Red light for red clover

In 2017 the Frews were undecided about whether to stick with red clover or replace it with raphanobrassica.

An 18ha area of red clover was established in 2013 for grazing by multiple lamb bearing ewes in the spring, and weaned lambs in summer destined for heavyweight contracts. The upside of red clover was that more could be fed on a relatively small area; the downside was the no go grazing from May until October.

The Frews felt that the area grown needed to increase to 10 to 15% of the total grazing area to provide greater scope for lamb finishing. Another two paddocks were established in 2018, but they were severely damaged by the storms.

“We didn’t replace it which in hindsight was a mistake, because it didn’t perform well,” Dan says.

They decided to call it quits with the clover.

“Although it’s the best for animal performance, it’s hard to manage unless you have a significant amount in your system.”

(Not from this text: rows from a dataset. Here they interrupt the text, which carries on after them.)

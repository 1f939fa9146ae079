//! Binary persistence: assembly batches and completeness queries.

use crate::error::DatabaseError;
use crate::{Error, Result};

use super::{Binary, Database, Part, PendingBinary};

impl Database {
    /// Find a binary by its content hash
    pub async fn find_binary_by_hash(&self, hash: &str) -> Result<Option<Binary>> {
        let row = sqlx::query_as::<_, Binary>(
            "SELECT id, hash, name, group_name, poster, posted, total_parts
             FROM binaries WHERE hash = ?",
        )
        .bind(hash)
        .fetch_optional(&self.pool)
        .await
        .map_err(|e| {
            Error::Database(DatabaseError::QueryFailed(format!(
                "Failed to find binary: {}",
                e
            )))
        })?;

        Ok(row)
    }

    /// Persist one assembly batch atomically
    ///
    /// Inserts binaries that do not exist yet, attaches each batch's parts
    /// via `parts.binary_id`, and deletes the parts whose subjects could not
    /// be parsed. All-or-nothing: a failure leaves every part unassigned so
    /// the next assembly pass retries the whole batch.
    pub async fn save_assembly(
        &self,
        binaries: &[PendingBinary],
        delete_part_ids: &[i64],
    ) -> Result<()> {
        let mut tx = self.pool.begin().await.map_err(|e| {
            Error::Database(DatabaseError::QueryFailed(format!(
                "Failed to begin assembly transaction: {}",
                e
            )))
        })?;

        for binary in binaries {
            let binary_id = match binary.id {
                Some(id) => id,
                None => {
                    let result = sqlx::query(
                        "INSERT INTO binaries (hash, name, group_name, poster, posted, total_parts)
                         VALUES (?, ?, ?, ?, ?, ?)",
                    )
                    .bind(&binary.hash)
                    .bind(&binary.name)
                    .bind(&binary.group_name)
                    .bind(&binary.poster)
                    .bind(binary.posted)
                    .bind(binary.total_parts)
                    .execute(&mut *tx)
                    .await
                    .map_err(|e| {
                        Error::Database(DatabaseError::QueryFailed(format!(
                            "Failed to insert binary: {}",
                            e
                        )))
                    })?;
                    result.last_insert_rowid()
                }
            };

            for part_id in &binary.part_ids {
                sqlx::query("UPDATE parts SET binary_id = ? WHERE id = ?")
                    .bind(binary_id)
                    .bind(part_id)
                    .execute(&mut *tx)
                    .await
                    .map_err(|e| {
                        Error::Database(DatabaseError::QueryFailed(format!(
                            "Failed to attach part to binary: {}",
                            e
                        )))
                    })?;
            }
        }

        for part_id in delete_part_ids {
            sqlx::query("DELETE FROM parts WHERE id = ?")
                .bind(part_id)
                .execute(&mut *tx)
                .await
                .map_err(|e| {
                    Error::Database(DatabaseError::QueryFailed(format!(
                        "Failed to delete unparseable part: {}",
                        e
                    )))
                })?;
        }

        tx.commit().await.map_err(|e| {
            Error::Database(DatabaseError::QueryFailed(format!(
                "Failed to commit assembly transaction: {}",
                e
            )))
        })?;

        Ok(())
    }

    /// Get the binaries whose segment coverage meets the completeness
    /// threshold (a percentage)
    ///
    /// A binary qualifies when all its declared parts are present and the
    /// aggregate segment ratio across those parts reaches the threshold.
    /// Ordered newest-posted first so fresh content promotes ahead of
    /// stragglers.
    pub async fn complete_candidates(&self, threshold: f64) -> Result<Vec<Binary>> {
        let rows = sqlx::query_as::<_, Binary>(
            "SELECT b.id, b.hash, b.name, b.group_name, b.poster, b.posted, b.total_parts
             FROM binaries b
             INNER JOIN (
                 SELECT p.binary_id,
                        COUNT(*) AS part_count,
                        SUM(p.total_segments) AS total_segments,
                        SUM((SELECT COUNT(*) FROM segments s WHERE s.part_id = p.id)) AS available_segments
                 FROM parts p
                 WHERE p.binary_id IS NOT NULL
                 GROUP BY p.binary_id
             ) agg ON agg.binary_id = b.id
             WHERE agg.part_count >= b.total_parts
               AND (CAST(agg.available_segments AS REAL) / agg.total_segments) * 100 >= ?
             ORDER BY b.posted DESC",
        )
        .bind(threshold)
        .fetch_all(&self.pool)
        .await
        .map_err(|e| {
            Error::Database(DatabaseError::QueryFailed(format!(
                "Failed to query complete binaries: {}",
                e
            )))
        })?;

        Ok(rows)
    }

    /// Get a binary's parts, ordered by subject for stable manifest output
    pub async fn get_binary_parts(&self, binary_id: i64) -> Result<Vec<Part>> {
        let rows = sqlx::query_as::<_, Part>(
            "SELECT id, hash, subject, poster, posted, group_name, total_segments, binary_id
             FROM parts WHERE binary_id = ? ORDER BY subject",
        )
        .bind(binary_id)
        .fetch_all(&self.pool)
        .await
        .map_err(|e| {
            Error::Database(DatabaseError::QueryFailed(format!(
                "Failed to get binary parts: {}",
                e
            )))
        })?;

        Ok(rows)
    }

    /// Delete a binary and everything under it
    pub async fn delete_binary(&self, binary_id: i64) -> Result<()> {
        let mut tx = self.pool.begin().await.map_err(|e| {
            Error::Database(DatabaseError::QueryFailed(format!(
                "Failed to begin delete transaction: {}",
                e
            )))
        })?;

        sqlx::query("DELETE FROM parts WHERE binary_id = ?")
            .bind(binary_id)
            .execute(&mut *tx)
            .await
            .map_err(|e| {
                Error::Database(DatabaseError::QueryFailed(format!(
                    "Failed to delete binary parts: {}",
                    e
                )))
            })?;

        sqlx::query("DELETE FROM binaries WHERE id = ?")
            .bind(binary_id)
            .execute(&mut *tx)
            .await
            .map_err(|e| {
                Error::Database(DatabaseError::QueryFailed(format!(
                    "Failed to delete binary: {}",
                    e
                )))
            })?;

        tx.commit().await.map_err(|e| {
            Error::Database(DatabaseError::QueryFailed(format!(
                "Failed to commit delete transaction: {}",
                e
            )))
        })?;

        Ok(())
    }
}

Raphanobrassica (Pallaton Raphno) was tried as an alternative summer finishing crop. It grew well but as a single species didn’t provide a complete diet for lambs and was reflected in disappointing lamb growth rates.

“It performs brilliantly but it needs to be grown as part of a multi-mix to maximise lamb performance.”

Looking back and forward

The Frew family and their sheep and beef developments were profiled in 2010 and 2017. In each story the family has pushed performance by questioning what they’re doing and following through with change where necessary.

In 2010 Mervyn and Marie (Dan and Brett’s parents) explained their move from lamb trading to lamb finishing in the early 2000s when very few others were brave enough to take the plunge. The next story in 2017 looked at how the family had increased lamb survivability by 15% over nine years through a mix of improved genetics, development of a triple shift lambing system, and strategic feeding of winter and summer crops. The had also recently bought an adjoining 165ha dairy run-off/cut and carry cropping block for conversion to sheep grazing.

Since then Mervyn and Marie have gradually eased out of the day-to-day involvement and last year sold the farm to the brothers. Most of the land is owned by Frew Farming Ltd comprising Dan and Brett’s families. The remaining land is retained by the family trust and leased to the brothers.

The washout weather of four years ago has been a life changing experience.

“It’s been financially, physically and mentally draining and we’ve been in recovery and consolidation mode ever since developing a new crop and pasture system,” Dan says.

But they’re looking forward to some bold moves over the next five years that will leave them with a more resilient system for the wetter and warmer weather that appears to be taking hold in Otapiri Gorge.

A priority is to remediate soil quality issues on the ex-dairy block bought in 2017 by introducing organic matter which could involve deferred grazing, bale grazing and perhaps composting.

“We think composting has great potential but it’s a matter of how to make this work at scale without having to cart and carry too much on to the farm.”

At a broad system level they want to reduce inputs, especially chemicals but are aware of the need to monitor carefully to maintain output.

At the same time they want a balanced and enjoyable lifestyle with their families.

“The thunderstorms and what it caused taught us how life can literally change in front of you, so you need to make the time to enjoy it.”

Jam for dirt bikes

‘Farm Jam’ an annual dirt bike event held on the farm since 2007 has been put on hold since Covid.

Dan, a former pro motocross freestyle competitor, and Brett, a pro BMX/MTB competitor, masterminded and grew the event which in 2018 attracted 80 competitors and 3000 spectators.

“We might revisit it, but not in the same form,” Dan says.

Meanwhile, the Frews host occasional film crews seeking locations for adrenaline and extreme-type pursuits.